When its central bank eases monetary policy, as it did this month, it creates
almost as big a stir as a decision by America’s Federal Reserve. And when
China’s prime minister, Wen Jiabao, stresses the need to maintain growth, as he
did last weekend, his words carry more weight with the markets than similar
homages to growth from Europe’s leaders. No previous industrial revolution has
been so widely watched.
But rapid development can look messy close up, as our
special report this week explains; and there is much that is going wrong with
China’s economy. It is surprisingly inefficient, and it is not as fair as it
should be. But outsiders’ principal concern—that its growth will collapse if it
suffers a serious blow, such as the collapse of the euro—is not justified. For
the moment, it is likely to prove more resilient than its detractors fear.
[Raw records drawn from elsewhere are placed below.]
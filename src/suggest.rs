// Library Suggester
//
// Ranks indexed libraries for a free-text query by fanning out one small
// search per library and keeping each library's best match score.

use crate::config::SuggestConfig;
use crate::error::{Result, SuggestError};
use crate::store::{DocumentStore, LibrarySummary, MatchRecord, StoreError};
use futures::future::join_all;
use serde::{Deserialize, Serialize};
use std::sync::Arc;
use std::time::Duration;
use tracing::{debug, info};

/// Number of libraries returned when the caller does not say
pub const DEFAULT_MAX_RESULTS: usize = 5;

/// Largest accepted `max_results`
pub const MAX_RESULTS_LIMIT: usize = 20;

/// Records fetched per library; only the best one matters
pub const SEARCH_LIMIT: usize = 3;

/// Maximum length, in characters, of a returned snippet
pub const SNIPPET_MAX_CHARS: usize = 200;

/// Validated suggestion request
#[derive(Debug, Clone, PartialEq, Eq)]
pub struct SuggestOptions {
    query: String,
    max_results: usize,
}

impl SuggestOptions {
    /// Validate a request
    ///
    /// `query` must contain something other than whitespace and
    /// `max_results`, when given, must lie in `1..=20`. The query is kept as
    /// given, untrimmed.
    pub fn new(query: impl Into<String>, max_results: Option<usize>) -> Result<Self> {
        let query = query.into();
        if query.trim().is_empty() {
            return Err(SuggestError::invalid_argument(
                "query required",
                Some("Provide a non-empty search query".to_string()),
            ));
        }

        let max_results = max_results.unwrap_or(DEFAULT_MAX_RESULTS);
        if !(1..=MAX_RESULTS_LIMIT).contains(&max_results) {
            return Err(SuggestError::invalid_argument(
                "maxResults out of range",
                Some(format!("Use a value between 1 and {}", MAX_RESULTS_LIMIT)),
            ));
        }

        Ok(Self { query, max_results })
    }

    /// The search query
    pub fn query(&self) -> &str {
        &self.query
    }

    /// Maximum number of libraries to return
    pub fn max_results(&self) -> usize {
        self.max_results
    }
}

/// One ranked library
#[derive(Debug, Clone, PartialEq, Serialize, Deserialize)]
#[serde(rename_all = "camelCase")]
pub struct LibrarySuggestion {
    /// Library identifier
    pub name: String,

    /// Best match score for the query, always positive
    pub score: f64,

    /// Leading characters of the best matching record
    #[serde(default, skip_serializing_if = "Option::is_none")]
    pub matched_content: Option<String>,
}

/// Ranked libraries, best first
#[derive(Debug, Clone, PartialEq, Default, Serialize, Deserialize)]
pub struct SuggestionResult {
    /// Suggestions sorted by descending score
    pub libraries: Vec<LibrarySuggestion>,
}

impl SuggestionResult {
    /// Whether no library matched
    pub fn is_empty(&self) -> bool {
        self.libraries.is_empty()
    }

    /// Number of suggestions
    pub fn len(&self) -> usize {
        self.libraries.len()
    }
}

/// Ranks the libraries of a [`DocumentStore`] against a query
#[derive(Clone)]
pub struct LibrarySuggester {
    store: Arc<dyn DocumentStore>,
    default_max_results: usize,
    search_timeout: Option<Duration>,
}

impl LibrarySuggester {
    /// Create a suggester over `store` with no per-search timeout
    pub fn new(store: Arc<dyn DocumentStore>) -> Self {
        Self {
            store,
            default_max_results: DEFAULT_MAX_RESULTS,
            search_timeout: None,
        }
    }

    /// Create a suggester using configured defaults
    pub fn from_config(store: Arc<dyn DocumentStore>, config: &SuggestConfig) -> Self {
        Self::new(store)
            .with_default_max_results(config.default_max_results)
            .with_search_timeout(config.search_timeout())
    }

    /// Result count used when a request gives none
    pub fn with_default_max_results(mut self, max_results: usize) -> Self {
        self.default_max_results = max_results;
        self
    }

    /// Bound every per-library search; a search that overruns counts as failed
    pub fn with_search_timeout(mut self, timeout: Option<Duration>) -> Self {
        self.search_timeout = timeout;
        self
    }

    /// The underlying store
    pub fn store(&self) -> &Arc<dyn DocumentStore> {
        &self.store
    }

    /// Rank libraries for `query`
    ///
    /// Returns at most `max_results` (default 5, or as configured) libraries with a positive
    /// best-match score, highest first. Libraries whose search fails are left
    /// out; only invalid input or a failed listing is reported as an error.
    pub async fn suggest(&self, query: &str, max_results: Option<usize>) -> Result<SuggestionResult> {
        let options = SuggestOptions::new(query, max_results.or(Some(self.default_max_results)))?;
        self.suggest_with(&options).await
    }

    /// Rank libraries for already validated options
    pub async fn suggest_with(&self, options: &SuggestOptions) -> Result<SuggestionResult> {
        let libraries = self.store.list_libraries().await?;
        if libraries.is_empty() {
            debug!("No indexed libraries, nothing to rank");
            return Ok(SuggestionResult::default());
        }

        let searches = libraries
            .iter()
            .map(|library| self.score_library(library, options.query()));
        let scored = join_all(searches).await;

        let total = scored.len();
        let libraries = rank(scored, options.max_results());
        info!(
            "Ranked {} of {} libraries for query {:?}",
            libraries.len(),
            total,
            options.query()
        );

        Ok(SuggestionResult { libraries })
    }

    /// Search one library and reduce its records to a single entry
    ///
    /// Never fails: a store error or timeout yields a zero score.
    async fn score_library(&self, library: &LibrarySummary, query: &str) -> LibrarySuggestion {
        let name = library.library.as_str();
        match self.search(name, query).await {
            Ok(records) => reduce(name, &records),
            Err(e) => {
                debug!("Search in library {} failed, scoring 0: {}", name, e);
                LibrarySuggestion {
                    name: name.to_string(),
                    score: 0.0,
                    matched_content: None,
                }
            }
        }
    }

    async fn search(&self, library: &str, query: &str) -> std::result::Result<Vec<MatchRecord>, StoreError> {
        let search = self.store.search_store(library, None, query, SEARCH_LIMIT);
        match self.search_timeout {
            Some(timeout) => tokio::time::timeout(timeout, search)
                .await
                .map_err(|_| StoreError::Timeout {
                    library: library.to_string(),
                    millis: timeout.as_millis() as u64,
                })?,
            None => search.await,
        }
    }
}

/// Reduce a library's records to its best score and that record's snippet
///
/// Absent and non-finite scores are skipped. On ties the earliest record wins.
fn reduce(library: &str, records: &[MatchRecord]) -> LibrarySuggestion {
    let mut best: Option<(f64, &MatchRecord)> = None;
    for record in records {
        let Some(score) = record.score.filter(|s| s.is_finite()) else {
            continue;
        };
        if best.map_or(true, |(top, _)| score > top) {
            best = Some((score, record));
        }
    }

    match best {
        Some((score, record)) if score > 0.0 => LibrarySuggestion {
            name: library.to_string(),
            score,
            matched_content: Some(truncate_chars(&record.content, SNIPPET_MAX_CHARS)),
        },
        _ => LibrarySuggestion {
            name: library.to_string(),
            score: 0.0,
            matched_content: None,
        },
    }
}

/// Drop non-positive scores, sort best first and keep the top `max_results`
///
/// The sort is stable, so equal scores keep the store's listing order.
fn rank(mut scored: Vec<LibrarySuggestion>, max_results: usize) -> Vec<LibrarySuggestion> {
    scored.retain(|s| s.score > 0.0 && s.score.is_finite());
    scored.sort_by(|a, b| b.score.total_cmp(&a.score));
    scored.truncate(max_results);
    scored
}

/// Keep at most `max` characters, cutting mid-word if needed
fn truncate_chars(text: &str, max: usize) -> String {
    match text.char_indices().nth(max) {
        Some((byte_index, _)) => text[..byte_index].to_string(),
        None => text.to_string(),
    }
}
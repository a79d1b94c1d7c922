//! Document store abstraction
//!
//! The suggester never indexes or scores content itself. Everything it knows
//! about libraries comes through [`DocumentStore`], which a storage/search
//! subsystem implements.

use async_trait::async_trait;
use serde::{Deserialize, Serialize};
use thiserror::Error;

/// In-memory store with canned responses
pub mod memory;

/// SQLite/FTS5 backed store
#[cfg(feature = "storage")]
pub mod sqlite;

pub use memory::MemoryStore;
#[cfg(feature = "storage")]
pub use sqlite::SqliteStore;

/// Errors raised by a document store
#[derive(Debug, Error)]
pub enum StoreError {
    /// No library with this name is indexed
    #[error("Library not found: {0}")]
    LibraryNotFound(String),

    /// The library exists but none of its versions holds searchable content
    #[error("No searchable version for library: {library}")]
    NoSearchableVersion {
        /// Library name
        library: String,
    },

    /// The requested version is not indexed
    #[error("Version {version} not found for library: {library}")]
    VersionNotFound {
        /// Library name
        library: String,
        /// Requested version
        version: String,
    },

    /// The search did not complete in time
    #[error("Search in {library} timed out after {millis}ms")]
    Timeout {
        /// Library name
        library: String,
        /// Elapsed budget in milliseconds
        millis: u64,
    },

    /// Backend failure (database, I/O, task join)
    #[error("Backend error: {0}")]
    Backend(String),
}

/// Result type for store operations
pub type StoreResult<T> = std::result::Result<T, StoreError>;

/// One indexed version of a library
#[derive(Debug, Clone, PartialEq, Serialize, Deserialize)]
pub struct VersionSummary {
    /// Version label, empty for unversioned content
    pub version: String,

    /// Number of documents indexed under this version
    pub document_count: usize,

    /// When the version was indexed (RFC 3339)
    pub indexed_at: Option<String>,
}

/// A library as reported by [`DocumentStore::list_libraries`]
#[derive(Debug, Clone, PartialEq, Serialize, Deserialize)]
pub struct LibrarySummary {
    /// Library identifier
    pub library: String,

    /// Indexed versions
    pub versions: Vec<VersionSummary>,
}

impl LibrarySummary {
    /// Summary with no version details, for stores that only know names
    pub fn named(library: impl Into<String>) -> Self {
        Self {
            library: library.into(),
            versions: Vec::new(),
        }
    }
}

/// One search hit for a library/query pair
#[derive(Debug, Clone, PartialEq, Serialize, Deserialize)]
pub struct MatchRecord {
    /// Matched text
    pub content: String,

    /// Relevance score; absent counts as zero
    pub score: Option<f64>,

    /// Source location of the match
    pub url: String,
}

impl MatchRecord {
    /// Create a scored match record
    pub fn new(content: impl Into<String>, score: Option<f64>, url: impl Into<String>) -> Self {
        Self {
            content: content.into(),
            score,
            url: url.into(),
        }
    }
}

/// Search capability the suggester depends on
///
/// Implementations own indexing, scoring and persistence. Each call operates
/// on one library namespace, so concurrent calls for different libraries
/// must not interfere.
#[async_trait]
pub trait DocumentStore: Send + Sync {
    /// List every currently indexed library
    async fn list_libraries(&self) -> StoreResult<Vec<LibrarySummary>>;

    /// Search one library, optionally restricted to a version
    ///
    /// Returns at most `limit` records, best first. Fails when the library
    /// has no searchable version.
    async fn search_store(
        &self,
        library: &str,
        version: Option<&str>,
        query: &str,
        limit: usize,
    ) -> StoreResult<Vec<MatchRecord>>;
}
Its
difficulties, and they are considerable, will emerge later on.
But there is
also the backstop of the central government, which has formal debts amounting to
only about 25% of GDP. Local-government debts might double that proportion, but
China plainly has enough fiscal space to recapitalise any bank threatened with
insolvency.
That space also gives the government room to stimulate growth
again, should exports to Europe fall off a cliff. China’s government spent a lot
on infrastructure when the credit crunch struck its customers in the West. But
there is no shortage of other things it could finance. It could redouble its
efforts to expand rural health care, for example. China still has only one
family doctor for every 22,000 people. If ordinary Chinese knew that their
health would be looked after in their old age, they would save less and spend
more. Household consumption accounts for little more than a third of the
economy.
China’s reformers have a big job ahead, but they also have some
time. Pessimists compare it to Japan, which like China was a creditor nation
when its bubble burst in 1991. But Japan did not blow up until its income per
head was 120% of America’s (at market exchange rates). If China’s income per
head were to reach that level, its economy
would be five times as big as America’s. That is a long way off.